On a personal level, "An Idea, and Bullets" explains why I always felt like the red-headed stepchild as an S-5, Psychological Operations/Civil Affairs officer in the 11th Armored Cav during 1969-70. Haponski explains the enormous "cultural" power of the WWII military generation and their military descendants who were determined to fight WWII again. Engaging the VC/NVA in major battles, made it impossible to carry out the pacification of populated areas and Vietnamization which might have allowed the South Vietnamese to fight a war that a foreign army couldn't fight for them. The allure of Patton's motto, "Find the Bastards and Pile On" trumped "Winning Hearts and Minds."
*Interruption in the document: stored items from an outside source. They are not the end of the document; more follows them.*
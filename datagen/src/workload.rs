// Copyright 2018-2022 Clemens Lutz
//
// Licensed under the Apache License, Version 2.0 (the "License");
// you may not use this file except in compliance with the License.
// You may obtain a copy of the License at
//
//     http://www.apache.org/licenses/LICENSE-2.0
//
// Unless required by applicable law or agreed to in writing, software
// distributed under the License is distributed on an "AS IS" BASIS,
// WITHOUT WARRANTIES OR CONDITIONS OF ANY KIND, either express or implied.
// See the License for the specific language governing permissions and
// limitations under the License.


use crate::error::{ErrorKind, Result};
use crate::relation::{KeyAttribute, UniformRelation};

use data_store::{Datum, Tuple};

use serde_derive::{Deserialize, Serialize};

/// A star-shaped join workload.
///
/// The outer relation has one foreign key column per inner relation, followed
/// by a payload column: `[fk_1, ..., fk_n, payload]`. Each inner relation has
/// a primary key and a payload column: `[pk, payload]`.
#[derive(Clone, Debug)]
pub struct JoinWorkload {
    pub outer: Vec<Tuple>,
    pub inners: Vec<Vec<Tuple>>,
}

impl JoinWorkload {
    /// The outer column that joins with inner relation `depth`, counted from 1.
    pub fn outer_key_column(depth: usize) -> usize {
        depth - 1
    }

    pub fn outer_ncols(&self) -> usize {
        self.inners.len() + 1
    }

    pub fn inner_ncols() -> usize {
        2
    }
}

/// Configures a `JoinWorkload`.
#[derive(Clone, Debug, Serialize, Deserialize)]
pub struct JoinWorkloadBuilder {
    outer_rows: usize,
    inner_rows: usize,
    relations: usize,
    selectivity: Option<u32>,
    payload_max: usize,
}

impl Default for JoinWorkloadBuilder {
    fn default() -> Self {
        Self {
            outer_rows: 1024,
            inner_rows: 256,
            relations: 1,
            selectivity: None,
            payload_max: 1000,
        }
    }
}

impl JoinWorkloadBuilder {
    pub fn outer_rows(&mut self, rows: usize) -> &mut Self {
        self.outer_rows = rows;
        self
    }

    pub fn inner_rows(&mut self, rows: usize) -> &mut Self {
        self.inner_rows = rows;
        self
    }

    pub fn relations(&mut self, relations: usize) -> &mut Self {
        self.relations = relations;
        self
    }

    /// Sets the percentage of inner keys that are not `NULL`.
    pub fn selectivity(&mut self, selectivity: u32) -> &mut Self {
        self.selectivity = Some(selectivity);
        self
    }

    pub fn payload_max(&mut self, payload_max: usize) -> &mut Self {
        self.payload_max = payload_max;
        self
    }

    pub fn build(&self) -> Result<JoinWorkload> {
        if self.relations == 0 {
            Err(ErrorKind::InvalidArgument(
                "At least one inner relation is required".to_string(),
            ))?;
        }
        if self.inner_rows == 0 {
            Err(ErrorKind::InvalidArgument(
                "Inner relations must not be empty".to_string(),
            ))?;
        }

        let mut outer_columns: Vec<Vec<Datum>> = Vec::with_capacity(self.relations + 1);
        let mut inners = Vec::with_capacity(self.relations);

        for _ in 0..self.relations {
            let mut pk = vec![None; self.inner_rows];
            UniformRelation::gen_primary_key_par::<i64>(&mut pk, self.selectivity)?;

            let mut fk = vec![None; self.outer_rows];
            UniformRelation::gen_foreign_key_from_primary_key(&mut fk, &pk);
            outer_columns.push(fk.into_iter().map(i64::to_datum).collect());

            let mut payload = vec![0_i64; self.inner_rows];
            UniformRelation::gen_attr_par(&mut payload, 0..=self.payload_max)?;

            let inner = pk
                .into_iter()
                .zip(payload)
                .map(|(k, p)| Tuple::new(vec![i64::to_datum(k), Datum::Int(p)]))
                .collect();
            inners.push(inner);
        }

        let mut payload = vec![0_i64; self.outer_rows];
        UniformRelation::gen_attr_par(&mut payload, 0..=self.payload_max)?;
        outer_columns.push(payload.into_iter().map(Datum::Int).collect());

        let outer = (0..self.outer_rows)
            .map(|row| {
                Tuple::new(
                    outer_columns
                        .iter()
                        .map(|column| column[row].clone())
                        .collect(),
                )
            })
            .collect();

        Ok(JoinWorkload { outer, inners })
    }
}

#[cfg(test)]
mod tests {
    use super::*;
    use std::collections::HashSet;
    use std::error::Error;

    #[test]
    fn shapes_match_configuration() -> std::result::Result<(), Box<dyn Error>> {
        let workload = JoinWorkloadBuilder::default()
            .outer_rows(100)
            .inner_rows(10)
            .relations(3)
            .build()?;

        assert_eq!(workload.outer.len(), 100);
        assert_eq!(workload.inners.len(), 3);
        assert!(workload.outer.iter().all(|t| t.natts() == 4));
        assert!(workload
            .inners
            .iter()
            .all(|r| r.len() == 10 && r.iter().all(|t| t.natts() == 2)));
        Ok(())
    }

    #[test]
    fn outer_keys_reference_inner_keys() -> std::result::Result<(), Box<dyn Error>> {
        let workload = JoinWorkloadBuilder::default()
            .outer_rows(50)
            .inner_rows(20)
            .relations(2)
            .selectivity(70)
            .build()?;

        for (depth, inner) in (1..).zip(workload.inners.iter()) {
            let keys: HashSet<i64> = inner
                .iter()
                .filter_map(|t| t.attr(0).and_then(Datum::as_int))
                .collect();
            let col = JoinWorkload::outer_key_column(depth);
            assert!(workload
                .outer
                .iter()
                .filter_map(|t| t.attr(col).and_then(Datum::as_int))
                .all(|k| keys.contains(&k)));
        }
        Ok(())
    }

    #[test]
    fn rejects_empty_join() {
        assert!(JoinWorkloadBuilder::default().relations(0).build().is_err());
    }
}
I had gone to Armor Officer Candidate School, trained to be a speed-bump in the path of a Soviet attack in Germany. But I received orders to the Special Warfare Center at Ft. Bragg, and a couple of years in the 8th Special Forces converted me to the special warfare model of counter-insurgency, which makes the political, hearts 'n minds battle of even greater importance than the military battle.

While combat units in Vietnam like the 11th Cav had organizational slots for S-5 folks who specialized in the political aspects of the war, most commanders never really understood their crucial importance. Our enemies had understood this since their wars against the Japanese and French, and this is what made their victory, and our loss, inevitable. As a fellow Cav trooper put it to me recently, "It always seemed to me that the mission of the Blackhorse in the war was almost the definition of hubris. By the time you are committing an Armored Cavalry Regiment in a counter-insurgency operation, you have already lost."

After a few months of trying to implement my psy-ops/civil affairs training with the Blackhorse, I knew something was wrong, but I didn't know what. In the daily hurly-burly of MEDCAPs, tossing leaflets out of helicopters, running loudspeaker missions in the air and on the ground, and negotiating with Vietnamese authorities for school or clinic construction in the villages, there wasn't time to compare lessons from Ft. Bragg to realities in III Corps.

A month after I got to VN, Nixon announced Vietnamization, turning the war over to the ARVN, and the beginnings of US unilateral troop withdrawal. Then, during July and August we had attacks throughout our AO. During heavy fighting between US and NVA units, South Vietnamese units took little part. I remember riding to a contact to do loudspeaker appeals to the NVA to defect. On the way to the sound of the guns we passed an ARVN unit with hammocks still slung between trees, brewing tea. Vietnamization seemed a farce.

Pacification, in the form of building schools or clinics in the villes, was frustrated by corrupt village/district/province authorities, as Haponski also recounts. And no matter how hard we hammered the NVA, or how many chieu hoi leaflets we dropped or loudspeaker broadcasts we did, NVA defectors were almost nonexistent. Fire in the belly kept the enemy fighting. Our allies seemed to lack that fire completely.

Ideas win wars, not tanks, planes, and guns. Fire in the belly, not firepower, motivates soldiers, and societies, to fight longer, better, and smarter. In the famous exchange between an American and an NVA negotiator, a week before the fall of Saigon, the American said, "You know, you'll never beat us on the battlefield." The Vietnamese replied, "That may be so, but it is also irrelevant."

Haponski leaves it up to his readers to abstract lessons to be learned from Vietnam, other than to say that such lessons exist relevant to our current war(s) in the Middle East. He quotes "the commander of US Special Operations in the Middle East" who says, "We do not understand the movement, and until we do we are not going to defeat it . . . We have not defeated the idea. We do not even understand the idea."



Jack Mallory is a long-time VVAW member.